Le premier événement a eu lieu fin mai et sa protagoniste a mobilisé toutes les unes des journaux et tous les plateaux télé pour l’annoncer : Laurence Ferrari quittait TF1 et le journal de 20 heures qu’elle présentait depuis 2008 ! Stupéfiant, inattendu, bouleversant ! Qu’est-ce que ce divorce entre la chaîne et sa merveilleuse fiancée du soir pouvait bien cacher ? Et toute la gent journalistique de s’interroger sur ce départ si soudain, qu’elle supputait pourtant depuis plusieurs mois, ses papiers étant déjà quasiment écrits. Et Laurence de se répandre en explications sur son envie de changer « et d’être plus libre » (elle était en prison ? Une prison dorée, alors) partout où on voulait bien l’inviter. Justement, on voulait bien l’inviter partout parce qu’elle est plutôt avenante et sympa et que c’est une bonne cliente qui sait causer dans le poste. Bref, la Ferrari a pu lâcher les chevaux (je sais le jeu de mots est facile, je n’ai pas pu m’en empêcher) et tourner à plein régime (je continue) sur le circuit médiatique (tant qu’à faire, j’assume).

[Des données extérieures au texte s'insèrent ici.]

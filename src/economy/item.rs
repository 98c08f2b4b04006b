//! Item catalog for the market.

use std::collections::HashMap;
use serde::{Serialize, Deserialize};

/// Trade good categories.
#[derive(Clone, Copy, Debug, PartialEq, Eq, Hash, Serialize, Deserialize)]
pub enum ItemCategory {
    Food,
    Weapon,
    Consumable,
    Material,
    Book,
    Trophy,
}

impl ItemCategory {
    /// Baseline demand for goods of this category, before population scaling.
    pub fn base_demand(&self) -> f32 {
        match self {
            ItemCategory::Food => 50.0,
            ItemCategory::Weapon => 20.0,
            ItemCategory::Consumable => 30.0,
            ItemCategory::Material => 15.0,
            ItemCategory::Book => 10.0,
            _ => 25.0,
        }
    }
}

/// How hard an item is to come by.
#[derive(Clone, Copy, Debug, PartialEq, Eq, Serialize, Deserialize)]
pub enum Rarity {
    Common,
    Uncommon,
    Rare,
}

/// A trade good, keyed by its unique name.
#[derive(Clone, Debug, Serialize, Deserialize)]
pub struct Item {
    pub name: String,
    pub category: ItemCategory,
    pub base_price: f32,
    pub rarity: Rarity,
    pub description: String,
    pub properties: HashMap<String, String>,
}

impl Item {
    pub fn new(name: &str, category: ItemCategory, base_price: f32, rarity: Rarity) -> Self {
        Self {
            name: name.to_string(),
            category,
            base_price,
            rarity,
            description: String::new(),
            properties: HashMap::new(),
        }
    }

    fn describe(mut self, description: &str) -> Self {
        self.description = description.to_string();
        self
    }

    /// The fixed catalog every market starts from.
    pub fn base_catalog() -> Vec<Item> {
        vec![
            Item::new("Bread", ItemCategory::Food, 5.0, Rarity::Common)
                .describe("A fresh loaf, staple of every table."),
            Item::new("Iron Sword", ItemCategory::Weapon, 50.0, Rarity::Common)
                .describe("Plain but dependable sidearm."),
            Item::new("Health Potion", ItemCategory::Consumable, 25.0, Rarity::Common)
                .describe("Knits minor wounds in moments."),
            Item::new("Magic Staff", ItemCategory::Weapon, 150.0, Rarity::Uncommon)
                .describe("A focus for practitioners of the arts."),
            Item::new("Dragon Scale", ItemCategory::Material, 500.0, Rarity::Rare)
                .describe("Shed scale, prized by armorers."),
            Item::new("Ancient Tome", ItemCategory::Book, 200.0, Rarity::Uncommon)
                .describe("Brittle pages in a dead script."),
            Item::new("Goblin Ear", ItemCategory::Trophy, 10.0, Rarity::Common)
                .describe("Grisly proof of a bounty claimed."),
            Item::new("Spider Silk", ItemCategory::Material, 30.0, Rarity::Common)
                .describe("Stronger than any woven thread."),
            Item::new("Demon Horn", ItemCategory::Material, 100.0, Rarity::Uncommon)
                .describe("Still warm to the touch."),
            Item::new("Vampire Fang", ItemCategory::Material, 75.0, Rarity::Uncommon)
                .describe("An alchemical reagent of ill repute."),
        ]
    }
}
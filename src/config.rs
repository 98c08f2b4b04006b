//! Configuration for the world simulation.

use serde::{Serialize, Deserialize};

/// Tuning knobs for the simulation loop and economy.
#[derive(Clone, Debug, Serialize, Deserialize)]
pub struct SimulationConfig {
    /// Multiplier applied to the passage of calendar time (1.0 = normal).
    pub time_scale: f32,

    /// Real seconds per game day (before `time_scale`).
    pub day_duration: f32,

    /// Days in one game year.
    pub days_per_year: u32,

    /// Seconds between stochastic world-event ticks.
    pub simulation_tick_interval: f32,

    /// Seconds between market price recomputations and shop restocks.
    pub price_update_interval: f32,

    /// Magnitude of random market noise applied to each price update.
    pub price_fluctuation_rate: f32,

    /// How strongly the supply/demand ratio pulls prices (0 = inert market).
    pub supply_demand_influence: f32,
}

impl Default for SimulationConfig {
    fn default() -> Self {
        Self {
            time_scale: 1.0,
            day_duration: 120.0,
            days_per_year: 100,
            simulation_tick_interval: 5.0,
            price_update_interval: 10.0,
            price_fluctuation_rate: 0.1,
            supply_demand_influence: 0.2,
        }
    }
}

impl SimulationConfig {
    /// Real seconds per game day after time scaling.
    pub fn day_period(&self) -> f32 {
        self.day_duration / self.time_scale
    }
}
impl EconomyEngine {
    pub fn new(config: &SimulationConfig) -> Self {
        let mut items = HashMap::new();
        let mut item_names = Vec::new();
        let mut market_prices = HashMap::new();
        for item in Item::base_catalog() {
            item_names.push(item.name.clone());
            market_prices.insert(item.name.clone(), item.base_price);
            items.insert(item.name.clone(), item);
        }
        Self {
            items,
            item_names,
            market_prices,
            shops: HashMap::new(),
            shop_ids: IdGenerator::new(),
            supply_demand_influence: config.supply_demand_influence,
            price_fluctuation_rate: config.price_fluctuation_rate,
        }
    }

    // === Bootstrap ===

    /// Open the starter shops for every settlement: a general store plus
    /// the trades of the dominant race.
    pub fn create_shops(&mut self, world: &mut WorldState, rng: &mut impl Rng) {
        for name in world.settlement_names() {
            let race = match world.settlement(&name) {
                Some(s) => s.dominant_race.clone(),
                None => continue,
            };
            self.create_shop(world, "General Store", &name, "General",
                &["Bread", "Health Potion", "Iron Sword"], rng);
            match race.as_str() {
                "Human" => {
                    self.create_shop(world, "Blacksmith", &name, "Weapons",
                        &["Iron Sword", "Magic Staff"], rng);
                    self.create_shop(world, "Alchemist", &name, "Potions",
                        &["Health Potion", "Ancient Tome"], rng);
                }
                "Goblin" => {
                    self.create_shop(world, "Scrap Trader", &name, "Materials",
                        &["Goblin Ear", "Spider Silk"], rng);
                }
                "Spider" => {
                    self.create_shop(world, "Silk Weaver", &name, "Textiles",
                        &["Spider Silk"], rng);
                }
                "Demon" => {
                    self.create_shop(world, "Dark Merchant", &name, "Dark Items",
                        &["Demon Horn", "Magic Staff"], rng);
                }
                "Vampire" => {
                    self.create_shop(world, "Blood Bank", &name, "Vampire Goods",
                        &["Vampire Fang", "Ancient Tome"], rng);
                }
                _ => {}
            }
        }
    }

    fn create_shop(
        &mut self,
        world: &mut WorldState,
        name: &str,
        settlement: &str,
        kind: &str,
        stocked: &[&str],
        rng: &mut impl Rng,
    ) -> ShopId {
        let id = ShopId(self.shop_ids.next_id());
        let owner = Self::pick_owner(world, settlement, rng);
        let mut shop = Shop::new(id, name, settlement, kind, owner);
        for item in stocked {
            shop.inventory.insert(
                item.to_string(),
                ShopStock {
                    quantity: rng.gen_range(5..20),
                    local_price_modifier: 1.0 + rng.gen_range(-0.5..0.5) * 0.4,
                },
            );
        }
        self.shops.insert(id, shop);
        world.notify(SimulationEvent::ShopOpened {
            shop: id,
            settlement: settlement.to_string(),
        });
        id
    }

    /// A random living local, preferring anyone in the trade.
    fn pick_owner(world: &WorldState, settlement: &str, rng: &mut impl Rng) -> Option<NpcId> {
        let locals = world.npcs_in_settlement(settlement);
        if locals.is_empty() {
            return None;
        }
        let merchants: Vec<NpcId> = locals
            .iter()
            .filter(|npc| {
                npc.profession.contains("Merchant") || npc.profession.contains("Trader")
            })
            .map(|npc| npc.id)
            .collect();
        if !merchants.is_empty() {
            return Some(merchants[rng.gen_range(0..merchants.len())]);
        }
        Some(locals[rng.gen_range(0..locals.len())].id)
    }

    // === Price loop ===

    /// Recompute every market price from current supply and demand.
    ///
    /// Changes below the dead-band are discarded without notification.
    pub fn update_market_prices(&mut self, world: &mut WorldState, rng: &mut impl Rng) {
        let population = world.total_population();
        for name in self.item_names.clone() {
            let Some(old_price) = self.market_prices.get(&name).copied() else {
                continue;
            };
            let new_price = self.compute_price(&name, old_price, population, rng);
            if (new_price - old_price).abs() > PRICE_DEAD_BAND {
                self.market_prices.insert(name.clone(), new_price);
                world.notify(SimulationEvent::PriceChanged {
                    item: name,
                    old: old_price,
                    new: new_price,
                });
            }
        }
    }

    fn compute_price(
        &self,
        item_name: &str,
        current: f32,
        population: usize,
        rng: &mut impl Rng,
    ) -> f32 {
        let Some(item) = self.items.get(item_name) else {
            return current;
        };

        let supply = self.total_supply(item_name) as f32;
        let demand = item.category.base_demand() * (population as f32 / 100.0);

        let ratio = demand / supply.max(1.0);
        let price_modifier = 1.0 + (ratio - 1.0) * self.supply_demand_influence;
        let random_factor = 1.0 + rng.gen_range(-0.5..0.5) * self.price_fluctuation_rate;

        let new_price = current * price_modifier * random_factor;
        new_price.clamp(item.base_price * 0.3, item.base_price * 3.0)
    }

    /// Units of an item held across all open shops.
    pub fn total_supply(&self, item: &str) -> u32 {
        self.shops
            .values()
            .filter(|shop| shop.open)
            .filter_map(|shop| shop.stock(item))
            .map(|stock| stock.quantity)
            .sum()
    }

    // === Restock loop ===

    /// Restock open shops and close ones stranded in struggling settlements.
    pub fn update_shop_inventories(&mut self, world: &mut WorldState, rng: &mut impl Rng) {
        let mut shop_ids: Vec<ShopId> = self.shops.keys().copied().collect();
        shop_ids.sort();

        let mut to_close = Vec::new();
        for id in shop_ids {
            let Some(shop) = self.shops.get_mut(&id) else { continue };
            if !shop.open {
                continue;
            }

            let mut lines: Vec<String> = shop.inventory.keys().cloned().collect();
            lines.sort();
            for line in lines {
                if rng.gen_bool(RESTOCK_CHANCE) {
                    if let Some(stock) = shop.inventory.get_mut(&line) {
                        stock.quantity = (stock.quantity + rng.gen_range(1..=4)).min(MAX_STOCK);
                    }
                }
            }

            let struggling = world
                .settlement(&shop.settlement)
                .map(|s| s.prosperity < HARDSHIP_PROSPERITY)
                .unwrap_or(false);
            if struggling && rng.gen_bool(HARDSHIP_CLOSURE_CHANCE) {
                to_close.push(id);
            }
        }

        for id in to_close {
            self.close_shop(world, id, "Economic hardship");
        }
    }

    // === Mutation entry points ===

    /// Permanently close a shop. Closed shops never reopen.
    pub fn close_shop(&mut self, world: &mut WorldState, id: ShopId, reason: &str) -> bool {
        let Some(shop) = self.shops.get_mut(&id) else {
            return false;
        };
        if !shop.open {
            return false;
        }
        shop.open = false;
        log::info!("shop {} in {} closed: {}", shop.name, shop.settlement, reason);
        let description = format!(
            "{} in {} has closed due to {}.",
            shop.name, shop.settlement, reason
        );
        world.record_event(EventCategory::Shop, description);
        world.notify(SimulationEvent::ShopClosed {
            shop: id,
            reason: reason.to_string(),
        });
        true
    }

    /// Buy `quantity` of an item from a shop.
    ///
    /// Succeeds only when the shop is open and fully stocked; a successful
    /// trade nudges the shop's reputation up. Failure mutates nothing.
    pub fn purchase(&mut self, shop_id: ShopId, item: &str, quantity: u32) -> bool {
        let Some(shop) = self.shops.get_mut(&shop_id) else {
            return false;
        };
        if !shop.open || !shop.has_stock(item, quantity) {
            return false;
        }
        if let Some(stock) = shop.inventory.get_mut(item) {
            stock.quantity -= quantity;
        }
        shop.reputation += 0.1;
        true
    }

    // === Queries ===

    /// Global market price for an item (0 for unknown items).
    pub fn price(&self, item: &str) -> f32 {
        self.market_prices.get(item).copied().unwrap_or(0.0)
    }

    /// Effective price at a specific shop: global price times the shop's
    /// local modifier. Falls back to the global price when the shop does
    /// not carry the item.
    pub fn price_at(&self, shop_id: ShopId, item: &str) -> f32 {
        let base = self.price(item);
        self.shops
            .get(&shop_id)
            .and_then(|shop| shop.stock(item))
            .map(|stock| base * stock.local_price_modifier)
            .unwrap_or(base)
    }

    pub fn shop(&self, id: ShopId) -> Option<&Shop> {
        self.shops.get(&id)
    }

    pub fn item(&self, name: &str) -> Option<&Item> {
        self.items.get(name)
    }

    /// Open shops operating in a settlement.
    pub fn shops_in_settlement(&self, settlement: &str) -> Vec<&Shop> {
        let mut shops: Vec<&Shop> = self
            .shops
            .values()
            .filter(|shop| shop.open && shop.settlement == settlement)
            .collect();
        shops.sort_by_key(|shop| shop.id);
        shops
    }

    /// Every item in the catalog, in catalog order.
    pub fn available_items(&self) -> Vec<&Item> {
        self.item_names
            .iter()
            .filter_map(|name| self.items.get(name))
            .collect()
    }
}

Je n’ai rien contre Laurence Ferrari qui me semble plutôt compétente et agréable (en fait, je n’ai jamais beaucoup regardé ses prestations vespérales). Mais, si on résume la situation, elle a tenté sa chance à TF1 qui espérait qu’elle remonterait l’audience. Ça n’a pas marché, ladite audience ayant plutôt baissé, et elle s’est fait grignoter par le journal de France 2. (Ce n’est d’ailleurs sans doute pas de sa faute ; à l’heure d’internet, la grand-messe du soir intéresse de moins en moins.) Donc son employeur a jugé qu’elle ne faisait plus l’affaire et lui a proposé de partir (à l’amiable, je suppose, et avec un bon paquet de dédommagement, mais là-dessus, elle est restée très pudique…). Ça s’appelle une rupture conventionnelle et ça arrive des milliers de fois par jour dans toutes entreprises de France. Est-ce que cela méritait un tel traitement médiatique ?

Racisme

Le second événement majeur, qui nous est tombé dessus comme la foudre, mi-juin, est absolument tragique et on en parle encore : c’est l’impossible disparition du plus grand commentateur footballistique de tous les temps, j’ai nommé – mais oserais-je même prononcer son nom sans fondre en larmes, sans me couvrir le visage de cendre -, j’ai nommé Thierry Roland.
Ami lecteur – et il n’est pas sûr que tu sois encore un ami après avoir lu ce que je vais écrire -, attention, je vais me lâcher. Ce n’est pas très professionnel, mais ça fait du bien. D’ailleurs, je prends modèle sur le disparu qui n’hésitait jamais à se lâcher jusqu’à patauger dans les bourbiers les plus fétides.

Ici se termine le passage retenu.